__Problem to solve__. What lines in the records include the string "WithStack"? Return each one.

------------------------------------

use std::sync::Arc;

use crate::traits::Chain;
use crate::types::{impl_chain_error, Failure, Node, Status};

/// Tags its cause with a [`Status`] code.
#[must_use]
#[derive(Debug, Clone)]
pub struct WithStatus {
    cause: Arc<Failure>,
    status: Status,
}

impl WithStatus {
    #[inline]
    pub(crate) fn new(cause: Failure, status: Status) -> Self {
        Self { cause: Arc::new(cause), status }
    }

    /// The status carried by this node.
    ///
    /// Use [`find_status`](crate::find_status) to query a whole chain.
    #[inline]
    pub fn code(&self) -> Status {
        self.status
    }

    #[inline]
    pub fn cause(&self) -> &Failure {
        &self.cause
    }
}

impl Chain for WithStatus {
    #[inline]
    fn node(&self) -> Node<'_> {
        Node::Status(self)
    }
}

impl_chain_error!(WithStatus);
//! Formatting shorthands for the message-taking constructors.
//!
//! A single message argument is used verbatim, braces included. With extra
//! arguments the message is a `format!` template:
//!
//! - [`macro@crate::new_error`] - builds a [`Fundamental`](crate::Fundamental)
//! - [`macro@crate::wrap`] - calls [`wrap`](crate::wrap)
//! - [`macro@crate::with_message`] - calls [`with_message`](crate::with_message)
//!
//! # Examples
//!
//! ```
//! use error_trail::{new_error, wrap};
//!
//! let err = new_error!("{} not found", "user");
//! assert_eq!(err.to_string(), "user not found");
//!
//! let verbatim = new_error!("string with format specifiers: {}");
//! assert_eq!(verbatim.to_string(), "string with format specifiers: {}");
//!
//! let err = wrap!(err, "lookup {} failed", 42).unwrap();
//! assert_eq!(err.to_string(), "lookup 42 failed: user not found");
//! ```

/// Creates a [`Fundamental`](crate::Fundamental) capturing the caller's stack.
///
/// # Examples
///
/// ```
/// use error_trail::new_error;
///
/// let err = new_error!("{} not found in {}", "user", "account");
/// assert_eq!(err.message(), "user not found in account");
/// ```
#[macro_export]
macro_rules! new_error {
    ($message:expr $(,)?) => {
        $crate::Fundamental::new($message)
    };
    ($template:literal, $($arg:tt)+) => {
        $crate::Fundamental::new(format!($template, $($arg)+))
    };
}

/// Calls [`wrap`](crate::wrap) with a formatted message.
///
/// # Examples
///
/// ```
/// use error_trail::{new_error, wrap};
///
/// let err = wrap!(new_error!("EOF"), "read error with {} format specifier", 1).unwrap();
/// assert_eq!(err.to_string(), "read error with 1 format specifier: EOF");
/// ```
#[macro_export]
macro_rules! wrap {
    ($err:expr, $message:expr $(,)?) => {
        $crate::wrap($err, $message)
    };
    ($err:expr, $template:literal, $($arg:tt)+) => {
        $crate::wrap($err, format!($template, $($arg)+))
    };
}

/// Calls [`with_message`](crate::with_message) with a formatted message.
///
/// # Examples
///
/// ```
/// use error_trail::{new_error, with_message};
///
/// let err = with_message!(new_error!("EOF"), "attempt {}", 3);
/// assert_eq!(err.to_string(), "attempt 3: EOF");
/// ```
#[macro_export]
macro_rules! with_message {
    ($err:expr, $message:expr $(,)?) => {
        $crate::with_message($err, $message)
    };
    ($err:expr, $template:literal, $($arg:tt)+) => {
        $crate::with_message($err, format!($template, $($arg)+))
    };
}
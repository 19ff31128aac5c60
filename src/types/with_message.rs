use std::sync::Arc;

use crate::traits::Chain;
use crate::types::{impl_chain_error, Failure, Node};

/// Adds a message in front of its cause.
///
/// Renders as `message: cause`, or just `message` when built without a
/// cause through [`with_message`](crate::with_message).
#[must_use]
#[derive(Debug, Clone)]
pub struct WithMessage {
    cause: Option<Arc<Failure>>,
    message: String,
}

impl WithMessage {
    #[inline]
    pub(crate) fn new(cause: Option<Failure>, message: String) -> Self {
        Self { cause: cause.map(Arc::new), message }
    }

    /// This node's own message, without the cause appended.
    #[inline]
    pub fn message(&self) -> &str {
        &self.message
    }

    #[inline]
    pub fn cause(&self) -> Option<&Failure> {
        self.cause.as_deref()
    }
}

impl Chain for WithMessage {
    #[inline]
    fn node(&self) -> Node<'_> {
        Node::Message(self)
    }
}

impl_chain_error!(WithMessage);
//! Owned, type-erased chain node.
//!
//! [`Failure`] is the closed set of node kinds. Wrappers store their cause
//! as a `Failure`, so any chain can be extended regardless of which kind
//! sits on top.
use std::error::Error;
use std::sync::Arc;

use crate::traits::Chain;
use crate::types::{impl_chain_error, Fundamental, Node, WithLevel, WithMessage, WithStack, WithStatus};

/// Any node of a chain, owned.
///
/// Cloning is cheap: wrapped causes sit behind an `Arc` and are shared.
#[derive(Debug, Clone)]
pub enum Failure {
    Fundamental(Fundamental),
    Message(WithMessage),
    Stack(WithStack),
    Level(WithLevel),
    Status(WithStatus),
    /// A foreign error used as the root of a chain. It carries no stack.
    External(Arc<dyn Error + Send + Sync + 'static>),
}

impl Failure {
    /// Wraps a foreign error so it can be annotated.
    ///
    /// # Examples
    ///
    /// ```
    /// use error_trail::{wrap, Failure};
    /// use std::io;
    ///
    /// let eof = Failure::external(io::Error::new(io::ErrorKind::UnexpectedEof, "EOF"));
    /// let err = wrap(eof, "read error").unwrap();
    /// assert_eq!(err.to_string(), "read error: EOF");
    /// ```
    #[inline]
    pub fn external<E>(error: E) -> Self
    where
        E: Error + Send + Sync + 'static,
    {
        Self::External(Arc::new(error))
    }
}

impl Chain for Failure {
    fn node(&self) -> Node<'_> {
        match self {
            Failure::Fundamental(inner) => Node::Fundamental(inner),
            Failure::Message(inner) => Node::Message(inner),
            Failure::Stack(inner) => Node::Stack(inner),
            Failure::Level(inner) => Node::Level(inner),
            Failure::Status(inner) => Node::Status(inner),
            Failure::External(inner) => Node::External(inner.as_ref()),
        }
    }
}

impl_chain_error!(Failure);

impl From<Fundamental> for Failure {
    #[inline]
    fn from(error: Fundamental) -> Self {
        Self::Fundamental(error)
    }
}

impl From<WithMessage> for Failure {
    #[inline]
    fn from(error: WithMessage) -> Self {
        Self::Message(error)
    }
}

impl From<WithStack> for Failure {
    #[inline]
    fn from(error: WithStack) -> Self {
        Self::Stack(error)
    }
}

impl From<WithLevel> for Failure {
    #[inline]
    fn from(error: WithLevel) -> Self {
        Self::Level(error)
    }
}

impl From<WithStatus> for Failure {
    #[inline]
    fn from(error: WithStatus) -> Self {
        Self::Status(error)
    }
}

impl From<std::io::Error> for Failure {
    #[inline]
    fn from(error: std::io::Error) -> Self {
        Self::external(error)
    }
}

impl From<Box<dyn Error + Send + Sync + 'static>> for Failure {
    #[inline]
    fn from(error: Box<dyn Error + Send + Sync + 'static>) -> Self {
        Self::External(Arc::from(error))
    }
}
use std::sync::Arc;

use crate::traits::Chain;
use crate::types::{impl_chain_error, Failure, Level, Node};

/// Tags its cause with a severity [`Level`].
///
/// Renders exactly like its cause in every presentation.
#[must_use]
#[derive(Debug, Clone)]
pub struct WithLevel {
    cause: Arc<Failure>,
    level: Level,
}

impl WithLevel {
    #[inline]
    pub(crate) fn new(cause: Failure, level: Level) -> Self {
        Self { cause: Arc::new(cause), level }
    }

    /// The level carried by this node.
    ///
    /// Use [`find_level`](crate::find_level) to query a whole chain.
    #[inline]
    pub fn severity(&self) -> Level {
        self.level
    }

    #[inline]
    pub fn cause(&self) -> &Failure {
        &self.cause
    }
}

impl Chain for WithLevel {
    #[inline]
    fn node(&self) -> Node<'_> {
        Node::Level(self)
    }
}

impl_chain_error!(WithLevel);
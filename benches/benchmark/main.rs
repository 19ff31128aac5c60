use criterion::criterion_main;



#[cfg(feature = "serde")]
criterion_main!(
    construction::construction_benches,
    search::search_benches,
    rendering::rendering_benches,
    features::serde_benches,
);

#[cfg(not(feature = "serde"))]
criterion_main!(
    construction::construction_benches,
    search::search_benches,
    rendering::rendering_benches,
);
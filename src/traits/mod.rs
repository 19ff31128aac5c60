//! Core traits for building and inspecting error chains.
//!
//! - [`Chain`]: the narrow interface every node kind implements
//! - [`IntoCause`]: conversion of wrappable values, `Option` included
//! - [`Annotate`]: fluent `.wrap`, `.level` and `.status` on every node kind
//! - [`ResultExt`]: the same annotations applied to `Result` errors
//!
//! # Examples
//!
//! ```
//! use error_trail::traits::{Annotate, Chain};
//! use error_trail::{find_level, Fundamental, Level};
//!
//! let err = Fundamental::new("database error").wrap("system error").level(Level::Debug);
//!
//! assert_eq!(find_level(&err), Some(Level::Debug));
//! assert_eq!(err.to_string(), "system error: database error");
//! assert!(err.inner().is_some());
//! ```

pub mod annotate;
pub mod chain;
pub mod into_cause;
pub mod result_ext;

pub use annotate::Annotate;
pub use chain::Chain;
pub use into_cause::IntoCause;
pub use result_ext::ResultExt;
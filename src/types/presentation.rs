//! Selectable textual presentations of a chain.

use core::fmt::{self, Display};

use crate::types::Node;

/// Textual presentation of a chain.
#[derive(Debug, Clone, Copy, PartialEq, Eq, Hash, Default)]
pub enum Presentation {
    /// Same as [`Presentation::Short`].
    #[default]
    Default,
    /// Messages joined by `": "`, outermost first.
    Short,
    /// The short render as a quoted, escaped string literal.
    Quoted,
    /// Messages and captured stack traces, innermost first.
    Extended,
}

/// A chain bound to a [`Presentation`], ready for `Display`.
///
/// # Examples
///
/// ```
/// use error_trail::{Chain, Fundamental, Presentation};
///
/// let err = Fundamental::new("say \"hi\"");
/// assert_eq!(err.render(Presentation::Quoted).to_string(), r#""say \"hi\"""#);
/// ```
#[derive(Debug, Clone, Copy)]
pub struct Rendered<'a> {
    node: Node<'a>,
    presentation: Presentation,
}

impl<'a> Rendered<'a> {
    #[inline]
    pub fn new(node: Node<'a>, presentation: Presentation) -> Self {
        Self { node, presentation }
    }

    #[inline]
    pub fn presentation(&self) -> Presentation {
        self.presentation
    }
}

struct Short<'a>(Node<'a>);

impl Display for Short<'_> {
    fn fmt(&self, f: &mut fmt::Formatter<'_>) -> fmt::Result {
        self.0.write_short(f)
    }
}

impl Display for Rendered<'_> {
    fn fmt(&self, f: &mut fmt::Formatter<'_>) -> fmt::Result {
        match self.presentation {
            Presentation::Default | Presentation::Short => self.node.write_short(f),
            Presentation::Extended => self.node.write_extended(f),
            Presentation::Quoted => write!(f, "{:?}", Short(self.node).to_string()),
        }
    }
}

------------------------------------

__Exercise response__.
use crate::types::{impl_chain_error, Fundamental, Node, WithLevel, WithMessage, WithStack, WithStatus};
    Stack(WithStack),
impl From<WithStack> for Failure {
    fn from(error: WithStack) -> Self {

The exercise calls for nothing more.